C’è giusto il tempo di un hamburger di seitan e poi tocca volare verso il quartiere fieristico, sede delle lunghe notti festivaliere, mentre ci chiediamo se non siamo un po’ troppo vecchi per questa roba. Quella specie di enorme hangar che passa sotto il nome di Club è il luogo nel quale si consumano due dei live più attesi di questa edizione. Entrambi hanno a che fare con un concetto che ci passerete, quello di magia fredda, realizzata attraverso dispositivi multimediali molto complessi, ma gli esiti sono davvero diversi. Amon Tobin vince la sfida di presentare suono registrati in maniera microscopica lasciandoli deflagrare in uno spazio mastodontico. Dal suo cubo incastonato in un sistema geometrico mutevole, grazie alle proiezioni video, lancia sequenze ritmiche che collassano una sull’altra lasciando spazio a melodie inaspettate. Tom Jenkinson, invece, perde la spinta della sua ricerca musicale, a nome Squarepusher, davanti ad un videowall di geometrie essenziali ed inutili, giocherellando con un basso che sembra più un vezzo da ragazzino davanti alla Wii che non lo strumento di uno che la musica elettronica l’ha fatta davvero. Preferiamo tornare sul divano con nelle orecchie le melodie di Nicolas Jaar. Per quanto certe volte suonino troppo aggraziate, almeno cercano una formula credibile nell’accostamento di strumenti elettronici ed acustici.

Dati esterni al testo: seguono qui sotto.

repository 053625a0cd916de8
pub mod config;
pub mod error;
pub mod models;
pub mod observability;
pub mod repositories;
pub mod services;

Per affrontare al meglio la terza ed ultima giornata del festival chiediamo di addizionare un po’ di guaranà alla solita centrifuga mattutina e, prima dell’ultimo sorso, siamo già sotto il palco dei canadesi Keys n Krates. Una bella sorpresa davvero la formazione composta da Adam Tune alla batteria, il turntablist campione del mondo Jr-Flo ai piatti e Matisse alle tastiere. “Re-inventing the remix” è il loro motto. Lo fanno usando una pioggia di campioni da ogni ambito musicale che vi possa venire in mente ma con una forte dominante analogica e processando il tutto in tempo reale: una gioia che ci regala un sacco di energia. Quella stessa energia che il noioso live di Darkside rischia di farci dissipare e allora puntiamo tutto sull’accoppiata a stelle e strisce Salva e Brenmar sotto il tendone più colorato del Sonar. Il primo va in polleggio con beat gommosi e boogie lisergico, accelerando poi in chiave juke; il secondo conquista lo scettro del set più swag nel pomeriggio spagnolo: micidiale nel dosaggio perfetto di r’n’b pitchata, footwork, house, booty e rap.

Serve ricaricarsi un attimo prima del rush finale. L’ultima notte di festival comincia come meglio non potrebbe, The Roots al gran completo e in spolvero magistrale per un’ora di live compatto ed estroso, preciso come un metrono (?uestlove alla batteria è un garanzia) e onnivoro: fagocita di tutto, anche i Guns’n’Roses, per estrarne l’essenza del rap-soul-funk allo stato dell’arte. Se sei cresciuto con la black music il loro è il concerto definitivo!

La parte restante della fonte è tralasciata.